Conklin made the transition to talkies and, although he would continue to act for another thirty years, age and the shift in moviegoing tastes to more sophisticated comedy saw his roles limited to secondary or smaller parts in shorts, including the Three Stooges shorts Flat Foot Stooges (as a fire chief), Dutiful But Dumb (as a bartender), Three Little Twirps (as a Circus butcher), Phony Express (as a bartender), and Micro-Phonies (as a drunken pianist who answers a song request with "Know it? I wrote it!"). Conklin also appeared in films which appealed to nostalgia for the silent era, such as Hollywood Cavalcade (1939) and The Perils of Pauline (1947). In Soundies musicals, he appeared with other silent-comedy alumni as The Keystone Kops, as well as on the televised This Is Your Life tribute to Mack Sennett. Conklin was part of Preston Sturges' unofficial "stock company" of character actors in the 1940s, appearing in cameo parts in six films written by Sturges. In 1957, he was a guest challenger on the TV panel show To Tell The Truth, dressed in his Keystone Kops uniform.

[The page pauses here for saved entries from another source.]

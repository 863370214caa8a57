//! Core utilities: configuration, errors, logging, metrics, retry and host resources

pub mod config;
pub mod error;
pub mod logging;
pub mod metrics;
pub mod process;
pub mod resource;
pub mod retry;

// Re-exports for convenience
pub use config::{duration_from_hours, CoordinatorConfig, ResourceLimits, ToolConfig};
pub use error::{AppError, AppResult};
pub use logging::init_logger;
pub use metrics::{Metrics, MetricsRecorder};
pub use resource::{ResourceCheck, ResourceGate, ResourceSampler, ResourceSnapshot, SysinfoSampler};
pub use retry::{retry, RetryError, RetryPolicy, RetryResult, Retryable};
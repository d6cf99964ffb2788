//! Per-checkout session state.
//!
//! Holds the form inputs, current selections, and the two pieces of commit
//! state the submission flow depends on: the pending order persisted before
//! payment (charged as-is on retry) and the one-shot completion marker that
//! makes a resubmitted checkout a no-op.

use uuid::Uuid;

use verdant_core::{CustomerId, Email, FulfillmentMethod};

use crate::models::{
    Address, CreatedOrder, DiscountCandidate, GrowingSystem, OrderConfirmation, OrderSnapshot,
    PickupLocation, PickupSlot, ShippingRateOption,
};

/// An order persisted before a payment attempt that has not finalized.
///
/// Carries the commit-time snapshot so a retry charges and confirms exactly
/// what was persisted, regardless of cart edits in between.
#[derive(Debug, Clone, PartialEq)]
pub struct PendingOrder {
    pub created: CreatedOrder,
    pub snapshot: OrderSnapshot,
    /// The discount that won at commit time, kept for usage recording.
    pub winner: Option<DiscountCandidate>,
}

/// Mutable state for one checkout attempt.
#[derive(Debug, Default)]
pub struct CheckoutSession {
    /// Stable identifier for this session, used as the payment metadata and
    /// abandoned-cart key.
    session_key: String,

    pub email: Option<Email>,
    pub customer: Option<CustomerId>,
    pub lifetime_member: bool,
    pub growing_system: Option<GrowingSystem>,
    /// Tax exemption reason for qualifying customers (e.g. resale permit).
    pub tax_exemption: Option<String>,

    /// Customer's method choice when the cart allows either.
    pub method_choice: Option<FulfillmentMethod>,
    pub address: Address,
    pub pickup_location: Option<PickupLocation>,
    pub selected_slot: Option<PickupSlot>,

    /// Entered promotion code, carried across navigation so it survives a
    /// return to checkout.
    pub entered_code: Option<String>,
    /// Seedling buy-back credit code. The verified balance comes from the
    /// ledger at payment time, never from the client.
    pub credit_code: Option<String>,

    selected_rate: Option<ShippingRateOption>,
    /// Monotonic counter for rate requests; a response is discarded unless
    /// it carries the latest token (last-request-wins).
    rate_request_seq: u64,

    pending_order: Option<PendingOrder>,
    completion: Option<OrderConfirmation>,
}

/// Token tying a rate response back to the request that started it.
#[derive(Debug, Clone, Copy, PartialEq, Eq)]
pub struct RateRequestToken(u64);

impl CheckoutSession {
    #[must_use]
    pub fn new() -> Self {
        Self {
            session_key: Uuid::new_v4().to_string(),
            ..Self::default()
        }
    }

    #[must_use]
    pub fn session_key(&self) -> &str {
        &self.session_key
    }

    /// Edit the shipping address. Any selected rate is cleared and any
    /// in-flight rate request is invalidated, so a stale rate can never be
    /// submitted.
    pub fn edit_address(&mut self, edit: impl FnOnce(&mut Address)) {
        edit(&mut self.address);
        self.selected_rate = None;
        self.rate_request_seq += 1;
    }

    /// Start a rate request for the current address.
    #[must_use]
    pub fn begin_rate_request(&mut self) -> RateRequestToken {
        self.rate_request_seq += 1;
        RateRequestToken(self.rate_request_seq)
    }

    /// Whether a rate response is still current, or was superseded by a
    /// newer request or an address edit while in flight.
    #[must_use]
    pub fn rate_request_current(&self, token: RateRequestToken) -> bool {
        self.rate_request_seq == token.0
    }

    pub fn select_rate(&mut self, rate: ShippingRateOption) {
        self.selected_rate = Some(rate);
    }

    #[must_use]
    pub fn selected_rate(&self) -> Option<&ShippingRateOption> {
        self.selected_rate.as_ref()
    }

    pub fn select_pickup(&mut self, location: PickupLocation, slot: PickupSlot) {
        self.pickup_location = Some(location);
        self.selected_slot = Some(slot);
    }

    /// The pending order from an earlier payment attempt, if any.
    #[must_use]
    pub fn pending_order(&self) -> Option<&PendingOrder> {
        self.pending_order.as_ref()
    }

    pub(crate) fn set_pending_order(&mut self, pending: PendingOrder) {
        self.pending_order = Some(pending);
    }

    /// The confirmation from a finished submission, if this session already
    /// completed.
    #[must_use]
    pub fn completion(&self) -> Option<&OrderConfirmation> {
        self.completion.as_ref()
    }

    /// Flip the one-shot completion guard. Called once, strictly after
    /// finalize succeeds.
    pub(crate) fn complete(&mut self, confirmation: OrderConfirmation) {
        self.pending_order = None;
        self.completion = Some(confirmation);
    }
}
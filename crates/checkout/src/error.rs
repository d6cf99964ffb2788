//! Unified error handling for the checkout pipeline.
//!
//! Every pipeline entry point returns `Result<T, CheckoutError>`. Variants
//! distinguish problems the customer can fix (validation, stock, blocked
//! zones, declined payments) from upstream service failures.

use thiserror::Error;

use crate::models::StockIssue;
use crate::services::ServiceError;

/// A single field-level problem with the checkout form.
#[derive(Debug, Clone, PartialEq, Eq)]
pub struct ValidationIssue {
    /// Form field the issue belongs to, e.g. `"email"` or `"shipping_rate"`.
    pub field: String,
    /// Customer-facing message.
    pub message: String,
}

impl ValidationIssue {
    #[must_use]
    pub fn new(field: impl Into<String>, message: impl Into<String>) -> Self {
        Self {
            field: field.into(),
            message: message.into(),
        }
    }
}

/// Checkout-level error type.
#[derive(Debug, Error)]
pub enum CheckoutError {
    /// The checkout form is incomplete or inconsistent.
    #[error("Validation failed: {}", format_issues(.0))]
    Validation(Vec<ValidationIssue>),

    /// Requested quantities exceed current availability.
    #[error("Insufficient stock for {} item(s)", .0.len())]
    StockConflict(Vec<StockIssue>),

    /// The destination is in a zone we do not ship to.
    #[error("Shipping unavailable: {0}")]
    ZoneBlocked(String),

    /// Payment was declined or could not be confirmed.
    #[error("Payment failed: {0}")]
    Payment(String),

    /// Order creation failed upstream.
    #[error("Order creation failed: {0}")]
    OrderCreate(#[source] ServiceError),

    /// An upstream service call failed.
    #[error("Service error: {0}")]
    Service(#[from] ServiceError),
}

fn format_issues(issues: &[ValidationIssue]) -> String {
    issues
        .iter()
        .map(|i| format!("{}: {}", i.field, i.message))
        .collect::<Vec<_>>()
        .join("; ")
}

/// Result type alias for `CheckoutError`.
pub type Result<T> = std::result::Result<T, CheckoutError>;
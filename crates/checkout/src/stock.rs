//! Pre-commit stock validation.
//!
//! Runs immediately before order creation against live availability. If
//! any line exceeds what's on hand the submission halts; the caller either
//! reduces quantities or abandons. Partially available stock is never
//! silently substituted.

use tracing::instrument;

use crate::models::{CartLine, StockIssue};
use crate::services::{CatalogService, ServiceError};

/// Compare requested quantities against live inventory.
///
/// Returns one issue per short line; an empty vec means the cart is
/// fully coverable.
///
/// # Errors
///
/// Returns an error if a live availability lookup fails.
#[instrument(skip(catalog, lines), fields(line_count = lines.len()))]
pub async fn validate(
    catalog: &dyn CatalogService,
    lines: &[CartLine],
) -> Result<Vec<StockIssue>, ServiceError> {
    let mut issues = Vec::new();

    for line in lines {
        let available = catalog.available_quantity(&line.product_id).await?;
        if available < line.quantity {
            issues.push(StockIssue {
                product_id: line.product_id.clone(),
                name: line.name.clone(),
                requested: line.quantity,
                available,
            });
        }
    }

    Ok(issues)
}

/// Reduce a cart to reported availability, dropping lines at zero.
///
/// The resolution path offered to the customer after a stock conflict.
pub fn clamp_to_available(lines: &mut Vec<CartLine>, issues: &[StockIssue]) {
    lines.retain_mut(|line| {
        match issues.iter().find(|i| i.product_id == line.product_id) {
            Some(issue) if issue.available == 0 => false,
            Some(issue) => {
                line.quantity = issue.available;
                true
            }
            None => true,
        }
    });
}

Conklin's career hit bottom in the 1950s, and he took work as a department-store Santa Claus to make ends meet. In the 1960s, Conklin was living at the Motion Picture Country Home and Hospital when he fell in love with another patient there, June Gunther. The two got married in Las Vegas in 1965, his fourth marriage and her fourth, and set up housekeeping in Van Nuys, California; the groom was seventy-nine and the bride sixty-five. Conklin made one last film after that, a Western comedy, A Big Hand for the Little Lady, released in 1966.
Chester Conklin died in Autumn 1971 in California at the age of 85.